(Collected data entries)
⁂

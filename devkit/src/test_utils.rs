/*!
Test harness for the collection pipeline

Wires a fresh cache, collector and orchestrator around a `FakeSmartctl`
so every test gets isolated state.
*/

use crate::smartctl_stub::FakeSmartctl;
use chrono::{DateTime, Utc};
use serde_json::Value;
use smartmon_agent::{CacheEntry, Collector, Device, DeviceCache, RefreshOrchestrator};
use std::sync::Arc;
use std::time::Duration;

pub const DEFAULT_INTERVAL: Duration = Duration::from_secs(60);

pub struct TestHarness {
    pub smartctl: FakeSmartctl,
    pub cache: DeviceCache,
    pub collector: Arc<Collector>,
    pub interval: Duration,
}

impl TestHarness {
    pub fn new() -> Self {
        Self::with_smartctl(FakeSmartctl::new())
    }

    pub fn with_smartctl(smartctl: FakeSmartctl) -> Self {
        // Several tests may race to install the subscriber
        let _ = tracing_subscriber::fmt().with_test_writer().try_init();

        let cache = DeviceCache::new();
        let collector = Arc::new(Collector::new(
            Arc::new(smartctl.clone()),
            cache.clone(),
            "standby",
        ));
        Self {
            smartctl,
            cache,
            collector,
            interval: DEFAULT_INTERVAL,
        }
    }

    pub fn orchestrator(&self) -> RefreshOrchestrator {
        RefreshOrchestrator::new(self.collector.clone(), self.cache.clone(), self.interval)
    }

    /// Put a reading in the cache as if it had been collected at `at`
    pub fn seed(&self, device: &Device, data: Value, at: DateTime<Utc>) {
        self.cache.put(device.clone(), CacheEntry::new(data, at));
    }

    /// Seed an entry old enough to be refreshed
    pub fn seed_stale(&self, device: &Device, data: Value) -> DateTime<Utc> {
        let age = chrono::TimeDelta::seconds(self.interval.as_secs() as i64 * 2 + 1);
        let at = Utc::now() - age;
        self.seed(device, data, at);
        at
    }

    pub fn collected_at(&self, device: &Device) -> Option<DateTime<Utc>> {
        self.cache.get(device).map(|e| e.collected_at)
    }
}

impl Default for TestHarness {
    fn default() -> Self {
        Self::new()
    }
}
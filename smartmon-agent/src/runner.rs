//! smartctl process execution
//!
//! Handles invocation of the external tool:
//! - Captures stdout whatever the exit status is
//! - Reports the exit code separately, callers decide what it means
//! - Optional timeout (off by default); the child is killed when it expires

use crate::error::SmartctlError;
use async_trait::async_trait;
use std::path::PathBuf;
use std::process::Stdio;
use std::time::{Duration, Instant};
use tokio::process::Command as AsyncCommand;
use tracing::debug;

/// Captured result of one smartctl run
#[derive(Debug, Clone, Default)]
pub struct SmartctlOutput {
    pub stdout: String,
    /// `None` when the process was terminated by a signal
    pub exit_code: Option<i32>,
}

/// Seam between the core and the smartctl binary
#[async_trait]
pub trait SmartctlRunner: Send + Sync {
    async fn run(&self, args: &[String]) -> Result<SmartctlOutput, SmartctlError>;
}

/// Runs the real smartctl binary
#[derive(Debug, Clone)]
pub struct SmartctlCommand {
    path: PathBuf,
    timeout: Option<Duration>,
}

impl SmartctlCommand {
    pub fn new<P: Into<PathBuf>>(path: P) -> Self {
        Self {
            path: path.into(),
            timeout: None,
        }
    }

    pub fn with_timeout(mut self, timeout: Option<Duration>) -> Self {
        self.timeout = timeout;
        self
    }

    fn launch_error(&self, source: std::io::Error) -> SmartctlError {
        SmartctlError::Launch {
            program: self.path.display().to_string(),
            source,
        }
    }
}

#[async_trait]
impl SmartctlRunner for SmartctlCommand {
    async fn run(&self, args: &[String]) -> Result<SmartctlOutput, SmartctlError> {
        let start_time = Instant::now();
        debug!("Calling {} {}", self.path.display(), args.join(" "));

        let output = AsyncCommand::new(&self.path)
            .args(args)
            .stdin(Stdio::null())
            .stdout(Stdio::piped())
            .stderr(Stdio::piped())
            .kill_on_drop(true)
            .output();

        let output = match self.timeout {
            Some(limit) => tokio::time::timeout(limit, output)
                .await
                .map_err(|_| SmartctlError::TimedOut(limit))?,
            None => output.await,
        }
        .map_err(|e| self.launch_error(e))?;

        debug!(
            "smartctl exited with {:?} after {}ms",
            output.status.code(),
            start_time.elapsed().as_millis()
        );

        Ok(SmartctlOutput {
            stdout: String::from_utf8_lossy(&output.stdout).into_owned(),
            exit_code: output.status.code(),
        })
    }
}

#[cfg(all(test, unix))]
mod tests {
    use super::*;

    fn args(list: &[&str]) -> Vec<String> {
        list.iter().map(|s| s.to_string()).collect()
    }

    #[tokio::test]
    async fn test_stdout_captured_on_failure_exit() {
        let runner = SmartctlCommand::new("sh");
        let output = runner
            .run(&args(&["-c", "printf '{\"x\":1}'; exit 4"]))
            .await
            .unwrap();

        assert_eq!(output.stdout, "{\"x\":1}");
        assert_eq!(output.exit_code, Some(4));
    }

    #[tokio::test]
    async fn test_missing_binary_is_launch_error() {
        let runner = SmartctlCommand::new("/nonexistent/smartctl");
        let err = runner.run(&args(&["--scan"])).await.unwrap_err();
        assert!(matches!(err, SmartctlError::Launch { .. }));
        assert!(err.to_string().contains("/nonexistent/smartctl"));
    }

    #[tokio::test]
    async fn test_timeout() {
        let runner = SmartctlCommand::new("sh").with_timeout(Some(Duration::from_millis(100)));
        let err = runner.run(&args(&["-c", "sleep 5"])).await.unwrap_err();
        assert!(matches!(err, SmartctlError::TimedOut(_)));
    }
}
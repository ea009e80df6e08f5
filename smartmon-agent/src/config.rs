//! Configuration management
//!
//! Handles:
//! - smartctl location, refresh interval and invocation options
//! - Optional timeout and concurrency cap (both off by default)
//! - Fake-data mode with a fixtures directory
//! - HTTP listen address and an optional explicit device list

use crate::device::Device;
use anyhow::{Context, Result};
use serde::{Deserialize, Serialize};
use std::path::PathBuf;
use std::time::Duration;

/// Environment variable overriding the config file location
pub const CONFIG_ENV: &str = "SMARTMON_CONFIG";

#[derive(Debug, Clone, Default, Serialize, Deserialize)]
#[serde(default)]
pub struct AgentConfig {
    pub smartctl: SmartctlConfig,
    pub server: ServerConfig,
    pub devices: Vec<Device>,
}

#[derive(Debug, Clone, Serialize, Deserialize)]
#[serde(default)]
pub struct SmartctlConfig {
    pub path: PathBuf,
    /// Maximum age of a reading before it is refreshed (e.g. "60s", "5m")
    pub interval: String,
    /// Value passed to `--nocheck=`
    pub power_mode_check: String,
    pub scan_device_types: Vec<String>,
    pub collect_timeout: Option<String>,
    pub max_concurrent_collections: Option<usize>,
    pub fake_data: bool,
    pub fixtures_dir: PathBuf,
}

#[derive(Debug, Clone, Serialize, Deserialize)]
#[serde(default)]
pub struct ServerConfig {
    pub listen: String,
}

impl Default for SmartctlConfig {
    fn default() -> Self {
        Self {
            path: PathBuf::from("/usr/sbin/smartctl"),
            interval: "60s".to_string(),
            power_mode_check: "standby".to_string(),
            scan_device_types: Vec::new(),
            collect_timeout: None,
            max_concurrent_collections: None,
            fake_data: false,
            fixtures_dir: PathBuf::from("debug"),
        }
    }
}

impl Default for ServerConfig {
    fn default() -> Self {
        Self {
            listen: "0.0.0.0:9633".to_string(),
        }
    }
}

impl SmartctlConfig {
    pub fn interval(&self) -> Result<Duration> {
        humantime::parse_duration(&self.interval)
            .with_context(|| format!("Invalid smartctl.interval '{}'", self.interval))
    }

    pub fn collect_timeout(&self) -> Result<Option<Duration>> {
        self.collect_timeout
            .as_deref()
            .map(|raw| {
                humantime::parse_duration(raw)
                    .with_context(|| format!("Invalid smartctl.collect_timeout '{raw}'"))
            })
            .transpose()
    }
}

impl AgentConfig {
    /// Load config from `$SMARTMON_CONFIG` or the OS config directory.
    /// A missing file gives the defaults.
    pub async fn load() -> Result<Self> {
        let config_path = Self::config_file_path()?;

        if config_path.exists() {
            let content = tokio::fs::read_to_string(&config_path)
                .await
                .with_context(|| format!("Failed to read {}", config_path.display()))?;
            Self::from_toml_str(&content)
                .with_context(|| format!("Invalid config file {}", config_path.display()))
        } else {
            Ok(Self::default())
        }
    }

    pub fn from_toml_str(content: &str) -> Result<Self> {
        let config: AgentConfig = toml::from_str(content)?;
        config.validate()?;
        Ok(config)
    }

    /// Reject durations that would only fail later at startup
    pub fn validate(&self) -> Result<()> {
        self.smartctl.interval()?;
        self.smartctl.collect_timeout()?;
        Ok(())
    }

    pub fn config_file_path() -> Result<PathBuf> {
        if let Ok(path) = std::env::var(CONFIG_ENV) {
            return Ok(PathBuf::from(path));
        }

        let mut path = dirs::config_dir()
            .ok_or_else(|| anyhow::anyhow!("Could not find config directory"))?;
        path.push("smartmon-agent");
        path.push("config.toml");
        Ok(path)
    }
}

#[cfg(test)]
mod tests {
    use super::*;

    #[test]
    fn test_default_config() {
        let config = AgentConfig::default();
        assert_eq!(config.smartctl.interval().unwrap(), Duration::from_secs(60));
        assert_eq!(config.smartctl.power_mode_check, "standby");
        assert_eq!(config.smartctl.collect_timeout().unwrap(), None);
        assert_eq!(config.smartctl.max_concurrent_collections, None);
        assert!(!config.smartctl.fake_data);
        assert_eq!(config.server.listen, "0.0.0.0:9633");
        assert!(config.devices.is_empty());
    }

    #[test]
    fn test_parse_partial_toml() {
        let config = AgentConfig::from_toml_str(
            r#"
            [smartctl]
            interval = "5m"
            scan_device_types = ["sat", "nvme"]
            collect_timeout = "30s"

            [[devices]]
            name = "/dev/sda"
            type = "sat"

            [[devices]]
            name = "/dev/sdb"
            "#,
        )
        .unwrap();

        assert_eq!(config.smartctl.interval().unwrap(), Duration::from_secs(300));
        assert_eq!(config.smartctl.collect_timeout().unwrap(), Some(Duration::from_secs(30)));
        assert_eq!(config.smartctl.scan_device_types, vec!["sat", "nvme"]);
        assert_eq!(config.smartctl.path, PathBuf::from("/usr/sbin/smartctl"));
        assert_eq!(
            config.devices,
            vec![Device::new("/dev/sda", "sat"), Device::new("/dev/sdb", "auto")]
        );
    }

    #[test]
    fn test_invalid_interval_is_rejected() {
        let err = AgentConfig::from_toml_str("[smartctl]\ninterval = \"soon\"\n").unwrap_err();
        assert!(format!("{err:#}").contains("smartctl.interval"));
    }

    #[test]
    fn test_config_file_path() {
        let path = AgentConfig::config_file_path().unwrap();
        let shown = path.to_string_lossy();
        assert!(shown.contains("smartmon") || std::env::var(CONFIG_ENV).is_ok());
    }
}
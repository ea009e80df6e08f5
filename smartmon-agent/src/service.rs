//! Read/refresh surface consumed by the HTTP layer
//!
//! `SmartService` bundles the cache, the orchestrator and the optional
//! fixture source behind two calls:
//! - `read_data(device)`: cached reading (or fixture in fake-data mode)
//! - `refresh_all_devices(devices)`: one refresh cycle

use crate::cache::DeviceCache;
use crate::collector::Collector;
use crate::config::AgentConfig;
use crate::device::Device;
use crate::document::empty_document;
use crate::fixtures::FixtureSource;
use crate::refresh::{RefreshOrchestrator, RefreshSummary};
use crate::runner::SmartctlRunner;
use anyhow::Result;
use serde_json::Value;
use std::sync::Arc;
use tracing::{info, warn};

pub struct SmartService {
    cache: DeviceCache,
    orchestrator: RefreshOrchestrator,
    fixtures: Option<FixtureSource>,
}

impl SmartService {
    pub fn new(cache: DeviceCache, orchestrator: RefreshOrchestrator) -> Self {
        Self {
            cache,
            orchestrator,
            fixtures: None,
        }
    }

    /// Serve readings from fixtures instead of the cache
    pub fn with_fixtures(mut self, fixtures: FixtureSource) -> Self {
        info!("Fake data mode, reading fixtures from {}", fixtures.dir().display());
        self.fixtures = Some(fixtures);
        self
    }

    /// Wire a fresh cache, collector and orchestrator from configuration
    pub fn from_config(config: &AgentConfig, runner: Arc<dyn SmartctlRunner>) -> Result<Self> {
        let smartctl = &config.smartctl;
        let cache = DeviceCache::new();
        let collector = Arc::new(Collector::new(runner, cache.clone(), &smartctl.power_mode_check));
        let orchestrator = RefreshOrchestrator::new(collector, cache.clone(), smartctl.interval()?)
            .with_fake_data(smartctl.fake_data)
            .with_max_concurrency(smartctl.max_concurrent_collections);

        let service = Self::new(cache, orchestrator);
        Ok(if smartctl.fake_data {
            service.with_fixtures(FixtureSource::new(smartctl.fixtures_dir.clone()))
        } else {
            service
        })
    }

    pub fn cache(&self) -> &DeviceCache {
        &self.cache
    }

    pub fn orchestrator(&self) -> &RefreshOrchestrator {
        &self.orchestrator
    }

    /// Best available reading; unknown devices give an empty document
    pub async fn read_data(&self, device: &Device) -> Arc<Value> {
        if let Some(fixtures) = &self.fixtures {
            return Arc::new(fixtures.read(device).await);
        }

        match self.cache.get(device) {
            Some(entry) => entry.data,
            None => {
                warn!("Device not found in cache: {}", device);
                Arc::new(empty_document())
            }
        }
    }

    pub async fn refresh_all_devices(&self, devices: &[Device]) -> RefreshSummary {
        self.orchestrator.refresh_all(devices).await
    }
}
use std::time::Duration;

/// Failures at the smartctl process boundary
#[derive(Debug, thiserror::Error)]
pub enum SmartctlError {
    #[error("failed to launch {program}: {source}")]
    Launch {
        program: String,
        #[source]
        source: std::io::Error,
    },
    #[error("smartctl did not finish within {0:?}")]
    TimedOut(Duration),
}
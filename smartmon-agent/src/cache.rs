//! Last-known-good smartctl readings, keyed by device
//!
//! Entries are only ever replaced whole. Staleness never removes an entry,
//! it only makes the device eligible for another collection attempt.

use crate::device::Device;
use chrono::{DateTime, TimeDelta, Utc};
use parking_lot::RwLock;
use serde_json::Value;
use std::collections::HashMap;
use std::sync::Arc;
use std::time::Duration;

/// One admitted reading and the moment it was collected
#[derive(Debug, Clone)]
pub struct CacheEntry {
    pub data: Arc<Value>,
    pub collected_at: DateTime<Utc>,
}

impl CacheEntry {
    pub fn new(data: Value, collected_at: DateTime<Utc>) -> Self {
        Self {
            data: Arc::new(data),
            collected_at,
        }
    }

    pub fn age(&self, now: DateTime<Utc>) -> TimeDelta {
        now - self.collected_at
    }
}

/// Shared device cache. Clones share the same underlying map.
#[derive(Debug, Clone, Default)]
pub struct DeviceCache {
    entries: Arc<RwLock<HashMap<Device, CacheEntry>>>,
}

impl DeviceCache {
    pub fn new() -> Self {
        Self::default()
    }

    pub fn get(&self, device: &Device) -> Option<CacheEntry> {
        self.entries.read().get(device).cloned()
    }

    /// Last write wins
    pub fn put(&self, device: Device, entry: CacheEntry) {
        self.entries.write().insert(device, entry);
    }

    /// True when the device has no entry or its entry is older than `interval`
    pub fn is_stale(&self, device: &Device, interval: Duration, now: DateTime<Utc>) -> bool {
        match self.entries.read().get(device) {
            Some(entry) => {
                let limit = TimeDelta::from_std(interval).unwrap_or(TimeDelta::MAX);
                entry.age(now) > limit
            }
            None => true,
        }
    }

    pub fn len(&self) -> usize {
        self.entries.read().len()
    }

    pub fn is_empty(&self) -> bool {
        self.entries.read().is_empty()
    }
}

⁂

Each line above that has the word "Value" must be copied.

### EXERCISE ANSWER
use serde_json::Value;
    pub fn seed(&self, device: &Device, data: Value, at: DateTime<Utc>) {
    pub fn seed_stale(&self, device: &Device, data: Value) -> DateTime<Utc> {
    /// Value passed to `--nocheck=`
use serde_json::Value;
    pub async fn read_data(&self, device: &Device) -> Arc<Value> {
use serde_json::Value;
    pub data: Arc<Value>,
    pub fn new(data: Value, collected_at: DateTime<Utc>) -> Self {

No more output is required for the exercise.